# Project - EDA with Pandas Using the Boston Housing Data

## Introduction

In this section, you've learned a lot about importing, cleaning up, analyzing (using descriptive statistics) and visualizing data. In this more free-form project, you'll get a chance to practice all of these skills with the Boston Housing dataset, which contains housing values in the suburbs of Boston. The Boston housing data is commonly used by aspiring Data Scientists.

## Objectives

You will be able to:

* Perform a full exploratory data analysis process to gain insight about a dataset 

## Goals

Use your data munging and visualization skills to conduct an exploratory analysis of the dataset below. At a minimum, this should include:

* Loading the data (which is stored in the file `'train.csv'`) 
* Use built-in Python functions to explore measures of centrality and dispersion for at least 3 variables
* Create *meaningful* subsets of the data using selection operations like `.loc`, `.iloc`, or related operations.   Explain why you used the chosen subsets and do this for three possible 2-way splits.

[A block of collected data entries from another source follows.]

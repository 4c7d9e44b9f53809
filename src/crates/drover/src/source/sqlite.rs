//! SQLite source adapter
//!
//! Concrete [`SourceReader`] paginating a table (or a custom base query)
//! with `LIMIT ? OFFSET ?` windows over a configured order column.

use crate::config::SourceConfig;
use async_trait::async_trait;
use drover_core::{ExportError, FieldValue, Record, Result, SourceReader};
use sqlx::sqlite::{SqlitePool, SqlitePoolOptions, SqliteRow};
use sqlx::{Column, Row, TypeInfo, ValueRef};
use tracing::{debug, info, warn};

/// Paginated reader over a SQLite database
pub struct SqliteSource {
    pool: SqlitePool,
    query: String,
}

impl SqliteSource {
    /// Connect to the configured database and prepare the scan query
    pub async fn connect(config: &SourceConfig) -> Result<Self> {
        if config.username.is_some() || config.password.is_some() {
            warn!("Source credentials are configured but SQLite does not authenticate; ignoring them");
        }

        let pool = SqlitePoolOptions::new()
            .max_connections(5)
            .connect(&config.database_url)
            .await
            .map_err(|e| ExportError::Source(e.into()))?;

        let base = config
            .query
            .clone()
            .unwrap_or_else(|| format!("SELECT * FROM {}", config.table));
        let query = format!("{} ORDER BY {} LIMIT ? OFFSET ?", base, config.order_column);

        info!(database_url = %config.database_url, "Connected to source database");
        Ok(Self { pool, query })
    }
}

#[async_trait]
impl SourceReader for SqliteSource {
    async fn fetch_batch(&mut self, offset: u64, limit: usize) -> Result<Vec<Record>> {
        let rows = sqlx::query(&self.query)
            .bind(limit as i64)
            .bind(offset as i64)
            .fetch_all(&self.pool)
            .await
            .map_err(|e| ExportError::Source(e.into()))?;

        debug!(offset = offset, limit = limit, rows = rows.len(), "Fetched batch");
        rows.iter().map(row_to_record).collect()
    }

    async fn close(&mut self) {
        self.pool.close().await;
        debug!("Source connection pool closed");
    }
}

/// Convert one dynamically-typed row into a [`Record`]
///
/// SQLite values carry their storage class at runtime, so decoding keys
/// off the value's type, not the column declaration.
fn row_to_record(row: &SqliteRow) -> Result<Record> {
    let mut record = Record::new();

    for column in row.columns() {
        let index = column.ordinal();
        let raw = row
            .try_get_raw(index)
            .map_err(|e| ExportError::Source(e.into()))?;

        let value = if raw.is_null() {
            FieldValue::Null
        } else {
            let type_name = raw.type_info().name().to_string();
            match type_name.as_str() {
                "INTEGER" => FieldValue::Int(
                    row.try_get::<i64, _>(index)
                        .map_err(|e| ExportError::Source(e.into()))?,
                ),
                "REAL" => FieldValue::Float(
                    row.try_get::<f64, _>(index)
                        .map_err(|e| ExportError::Source(e.into()))?,
                ),
                "BOOLEAN" => FieldValue::Bool(
                    row.try_get::<bool, _>(index)
                        .map_err(|e| ExportError::Source(e.into()))?,
                ),
                "BLOB" => FieldValue::Bytes(
                    row.try_get::<Vec<u8>, _>(index)
                        .map_err(|e| ExportError::Source(e.into()))?,
                ),
                _ => FieldValue::Text(
                    row.try_get::<String, _>(index)
                        .map_err(|e| ExportError::Source(e.into()))?,
                ),
            }
        };

        record.insert(column.name(), value);
    }

    Ok(record)
}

State how you think the two measures of centrality and/or dispersion might be different for each subset of the data. Examples of potential splits:
    - Create two new DataFrames based on your existing data, where one contains all the properties next to the Charles river, and the other one contains properties that aren't 
    - Create two new DataFrames based on a certain split for crime rate 
* Next, use histograms and scatter plots to see whether you observe differences for the subsets of the data. Make sure to use subplots so it is easy to compare the relationships.

## Variable Descriptions

This DataFrame contains the following columns:

- `crim`: per capita crime rate by town  
- `zn`: proportion of residential land zoned for lots over 25,000 sq.ft  
- `indus`: proportion of non-retail business acres per town   
- `chas`: Charles River dummy variable (= 1 if tract bounds river; 0 otherwise)  
- `nox`: nitrogen oxide concentration (parts per 10 million) - normal is 10/bil higher is smoggy   
- `rm`: average number of rooms per dwelling   
- `age`: proportion of owner-occupied units built prior to 1940  
- `dis`: weighted mean of distances to five Boston employment centers   
- `rad`: index of accessibility to radial highways   
- `tax`: full-value property-tax rate per \$10,000   
- `ptratio`: pupil-teacher ratio by town    
- `b`: 1000(Bk - 0.63)^2 where Bk is the proportion of African American individuals by town   
- `lstat`: lower status of the population (percent)   
- `medv`: median value of owner-occupied homes in $10000s 
  
    
Source
Harrison, D. and Rubinfeld, D.L. (1978) Hedonic prices and the demand for clean air. J. Environ. Economics and Management 5, 81–102.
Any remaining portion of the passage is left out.